═══ DATA SHOWN ═══
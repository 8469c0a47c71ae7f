//! This file defines types that handle password validation and hashing.
//! `ValidatedPassword` wraps a string and ensures it is a strong password.
//! `PasswordHash` converts a `ValidatedPassword` into a salted and hashed password.

use std::fmt::Display;

use bcrypt::{BcryptError, hash, verify};
use zxcvbn::{Score, feedback::Feedback, zxcvbn};

use crate::Error;

/// A password that has been validated, but not yet hashed.
///
/// This struct can be used to construct a [PasswordHash].
#[derive(Debug, Clone, PartialEq)]
pub struct ValidatedPassword(String);

impl ValidatedPassword {
    /// Create and validate a new password from a string.
    ///
    /// # Errors
    ///
    /// This function will return an error if the password is considered too weak.
    /// The error message will explain why the password is considered too weak
    /// and suggest how to make it stronger.
    pub fn new(raw_password_string: &str) -> Result<Self, Error> {
        let password_analysis = zxcvbn(raw_password_string, &[]);

        match password_analysis.score() {
            Score::Three | Score::Four => Ok(Self(raw_password_string.to_string())),
            _ => Err(Error::TooWeak(
                password_analysis
                    .feedback()
                    .unwrap_or(&Feedback::default())
                    .to_string(),
            )),
        }
    }

    /// Create a new `ValidatedPassword` without any validation.
    ///
    /// The caller should ensure that `raw_password_string` is a valid and
    /// secure password.
    pub fn new_unchecked(raw_password_string: &str) -> Self {
        Self(raw_password_string.to_string())
    }
}

impl Display for ValidatedPassword {
    fn fmt(&self, f: &mut std::fmt::Formatter<'_>) -> std::fmt::Result {
        write!(f, "{}", str::repeat("*", 8))
    }
}

/// A salted and hashed password.
#[derive(Debug, Clone, PartialEq)]
pub struct PasswordHash(String);

impl PasswordHash {
    /// An alias for the default encryption cost for hashing passwords.
    pub const DEFAULT_COST: u32 = bcrypt::DEFAULT_COST;

    /// Create a hashed password from a validated password with the specified `cost`.
    ///
    /// `cost` increases the rounds of hashing and therefore the time needed
    /// to verify a password. Pass in [PasswordHash::DEFAULT_COST] to use the
    /// recommended cost.
    ///
    /// # Errors
    ///
    /// This function will return an error if the password could not be hashed.
    pub fn new(password: ValidatedPassword, cost: u32) -> Result<Self, Error> {
        match hash(&password.0, cost) {
            Ok(password_hash) => Ok(Self(password_hash)),
            Err(e) => Err(Error::HashingError(e.to_string())),
        }
    }

    /// Create a new `PasswordHash` without any validation.
    ///
    /// The caller should ensure that `raw_password_hash` is a valid password
    /// hash, e.g. a value previously stored in the database.
    pub fn new_unchecked(raw_password_hash: &str) -> Self {
        Self(raw_password_hash.to_string())
    }

    /// Check that `raw_password` matches the stored password.
    pub fn verify(&self, raw_password: &str) -> Result<bool, BcryptError> {
        verify(raw_password, &self.0)
    }
}

impl Display for PasswordHash {
    fn fmt(&self, f: &mut std::fmt::Formatter<'_>) -> std::fmt::Result {
        write!(f, "{}", self.0)
    }
}

#[cfg(test)]
mod validated_password_tests {
    use crate::Error;

    use super::ValidatedPassword;

    #[test]
    fn new_fails_on_empty() {
        let result = ValidatedPassword::new("");

        assert!(matches!(result, Err(Error::TooWeak(_))));
    }

    #[test]
    fn new_fails_on_short_password() {
        let result = ValidatedPassword::new("imtooshort");

        assert!(matches!(result, Err(Error::TooWeak(_))));
    }

    #[test]
    fn new_succeeds_on_long_password() {
        let result = ValidatedPassword::new("asomewhatlongpassword1");

        assert!(result.is_ok());
    }
}

#[cfg(test)]
mod password_hash_tests {
    use super::{PasswordHash, ValidatedPassword};

    // Use the minimum cost in tests, the default cost is noticeably slow.
    const TEST_COST: u32 = 4;

    #[test]
    fn verify_password_succeeds_for_valid_password() {
        let password = ValidatedPassword::new_unchecked("averysecurepassword1");
        let hash = PasswordHash::new(password, TEST_COST).unwrap();

        assert!(hash.verify("averysecurepassword1").unwrap());
    }

    #[test]
    fn verify_password_fails_for_invalid_password() {
        let password = ValidatedPassword::new_unchecked("averysecurepassword1");
        let hash = PasswordHash::new(password, TEST_COST).unwrap();

        assert!(!hash.verify("wrongpassword").unwrap());
    }

    #[test]
    fn hash_is_salted() {
        let hash_one =
            PasswordHash::new(ValidatedPassword::new_unchecked("samepassword"), TEST_COST).unwrap();
        let hash_two =
            PasswordHash::new(ValidatedPassword::new_unchecked("samepassword"), TEST_COST).unwrap();

        assert_ne!(hash_one, hash_two);
    }
}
═══
WORK ITEM
Copy the records above, keeping every word the same.

RESULT
repository 8469c0a47c71ae7f
//! This file defines types that handle password validation and hashing.
//! `ValidatedPassword` wraps a string and ensures it is a strong password.
//! `PasswordHash` converts a `ValidatedPassword` into a salted and hashed password.

use std::fmt::Display;

use bcrypt::{BcryptError, hash, verify};
use zxcvbn::{Score, feedback::Feedback, zxcvbn};

use crate::Error;

/// A password that has been validated, but not yet hashed.
///
/// This struct can be used to construct a [PasswordHash].
#[derive(Debug, Clone, PartialEq)]
pub struct ValidatedPassword(String);

impl ValidatedPassword {
    /// Create and validate a new password from a string.
    ///
    /// # Errors
    ///
    /// This function will return an error if the password is considered too weak.
    /// The error message will explain why the password is considered too weak
    /// and suggest how to make it stronger.
    pub fn new(raw_password_string: &str) -> Result<Self, Error> {
        let password_analysis = zxcvbn(raw_password_string, &[]);

        match password_analysis.score() {
            Score::Three | Score::Four => Ok(Self(raw_password_string.to_string())),
            _ => Err(Error::TooWeak(
                password_analysis
                    .feedback()
                    .unwrap_or(&Feedback::default())
                    .to_string(),
            )),
        }
    }

    /// Create a new `ValidatedPassword` without any validation.
    ///
    /// The caller should ensure that `raw_password_string` is a valid and
    /// secure password.
    pub fn new_unchecked(raw_password_string: &str) -> Self {
        Self(raw_password_string.to_string())
    }
}

impl Display for ValidatedPassword {
    fn fmt(&self, f: &mut std::fmt::Formatter<'_>) -> std::fmt::Result {
        write!(f, "{}", str::repeat("*", 8))
    }
}

/// A salted and hashed password.
#[derive(Debug, Clone, PartialEq)]
pub struct PasswordHash(String);

impl PasswordHash {
    /// An alias for the default encryption cost for hashing passwords.
    pub const DEFAULT_COST: u32 = bcrypt::DEFAULT_COST;

    /// Create a hashed password from a validated password with the specified `cost`.
    ///
    /// `cost` increases the rounds of hashing and therefore the time needed
    /// to verify a password. Pass in [PasswordHash::DEFAULT_COST] to use the
    /// recommended cost.
    ///
    /// # Errors
    ///
    /// This function will return an error if the password could not be hashed.
    pub fn new(password: ValidatedPassword, cost: u32) -> Result<Self, Error> {
        match hash(&password.0, cost) {
            Ok(password_hash) => Ok(Self(password_hash)),
            Err(e) => Err(Error::HashingError(e.to_string())),
        }
    }

    /// Create a new `PasswordHash` without any validation.
    ///
    /// The caller should ensure that `raw_password_hash` is a valid password
    /// hash, e.g. a value previously stored in the database.
    pub fn new_unchecked(raw_password_hash: &str) -> Self {
        Self(raw_password_hash.to_string())
    }

    /// Check that `raw_password` matches the stored password.
    pub fn verify(&self, raw_password: &str) -> Result<bool, BcryptError> {
        verify(raw_password, &self.0)
    }
}

impl Display for PasswordHash {
    fn fmt(&self, f: &mut std::fmt::Formatter<'_>) -> std::fmt::Result {
        write!(f, "{}", self.0)
    }
}

#[cfg(test)]
mod validated_password_tests {
    use crate::Error;

    use super::ValidatedPassword;

    #[test]
    fn new_fails_on_empty() {
        let result = ValidatedPassword::new("");

        assert!(matches!(result, Err(Error::TooWeak(_))));
    }

    #[test]
    fn new_fails_on_short_password() {
        let result = ValidatedPassword::new("imtooshort");

        assert!(matches!(result, Err(Error::TooWeak(_))));
    }

    #[test]
    fn new_succeeds_on_long_password() {
        let result = ValidatedPassword::new("asomewhatlongpassword1");

        assert!(result.is_ok());
    }
}

#[cfg(test)]
mod password_hash_tests {
    use super::{PasswordHash, ValidatedPassword};

    // Use the minimum cost in tests, the default cost is noticeably slow.
    const TEST_COST: u32 = 4;

    #[test]
    fn verify_password_succeeds_for_valid_password() {
        let password = ValidatedPassword::new_unchecked("averysecurepassword1");
        let hash = PasswordHash::new(password, TEST_COST).unwrap();

        assert!(hash.verify("averysecurepassword1").unwrap());
    }

    #[test]
    fn verify_password_fails_for_invalid_password() {
        let password = ValidatedPassword::new_unchecked("averysecurepassword1");
        let hash = PasswordHash::new(password, TEST_COST).unwrap();

        assert!(!hash.verify("wrongpassword").unwrap());
    }

    #[test]
    fn hash_is_salted() {
        let hash_one =
            PasswordHash::new(ValidatedPassword::new_unchecked("samepassword"), TEST_COST).unwrap();
        let hash_two =
            PasswordHash::new(ValidatedPassword::new_unchecked("samepassword"), TEST_COST).unwrap();

        assert_ne!(hash_one, hash_two);
    }
}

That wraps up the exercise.